● **Task to carry out**
Lines containing the word "claims" are the ones to copy from the records below.

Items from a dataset
::::::
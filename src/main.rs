use chirpy::configuration::{get_configuration, StorageBackend};
use chirpy::startup::run;
use chirpy::store::{PgStore, Storage};
use chirpy::telemetry::init_telemetry;
use secrecy::ExposeSecret;
use sqlx::postgres::PgPoolOptions;
use std::net::TcpListener;

#[tokio::main]
async fn main() -> std::io::Result<()> {
    init_telemetry();

    tracing::info!("Starting application");

    let configuration = match get_configuration() {
        Ok(config) => {
            tracing::info!("Configuration loaded successfully");
            config
        }
        Err(e) => {
            tracing::error!(error = %e, "Failed to read configuration");
            return Err(std::io::Error::new(
                std::io::ErrorKind::InvalidInput,
                "Configuration error",
            ));
        }
    };

    let storage = match configuration.application.storage {
        StorageBackend::Memory => {
            tracing::warn!("Using in-memory storage; all data is lost on shutdown");
            Storage::in_memory()
        }
        StorageBackend::Postgres => {
            tracing::info!("Attempting to connect to database");

            let pool = PgPoolOptions::new()
                .max_connections(configuration.database.max_connections)
                .connect(configuration.database.connection_string().expose_secret())
                .await
                .map_err(|e| {
                    tracing::error!(error = %e, "Failed to create connection pool");
                    std::io::Error::new(
                        std::io::ErrorKind::ConnectionRefused,
                        "Database connection error",
                    )
                })?;

            PgStore::migrate(&pool).await.map_err(|e| {
                tracing::error!(error = %e, "Failed to run database migrations");
                std::io::Error::new(std::io::ErrorKind::Other, "Database migration error")
            })?;

            tracing::info!("Database connection pool created successfully");
            Storage::postgres(pool)
        }
    };

    let address = format!(
        "{}:{}",
        configuration.application.host, configuration.application.port
    );
    let listener = TcpListener::bind(&address)?;
    tracing::info!(address = %address, "Server listening");

    let server = run(listener, storage, &configuration)?;
    server.await
}
/// Authentication module
///
/// Password hashing, access token (JWT) issuance/validation, refresh token
/// management, bearer header parsing, and the authorization gate that ties
/// them together for request handlers.

mod bearer;
mod claims;
mod gate;
mod jwt;
mod password;
mod refresh_token;

pub use bearer::{bearer_token, extract_bearer_token, BearerError};
pub use claims::{Claims, ISSUER};
pub use gate::{authenticate, authorize_ownership, ensure_owner, AuthenticatedUser};
pub use jwt::{generate_access_token, issue_access_token, validate_access_token, AccessTokenError};
pub use password::{hash_password, verify_password, PasswordError};
pub use refresh_token::{
    generate_refresh_token, RefreshTokenError, RefreshTokenManager, RefreshTokenState,
};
::::::
● **Answer section**
mod claims;
pub use claims::{Claims, ISSUER};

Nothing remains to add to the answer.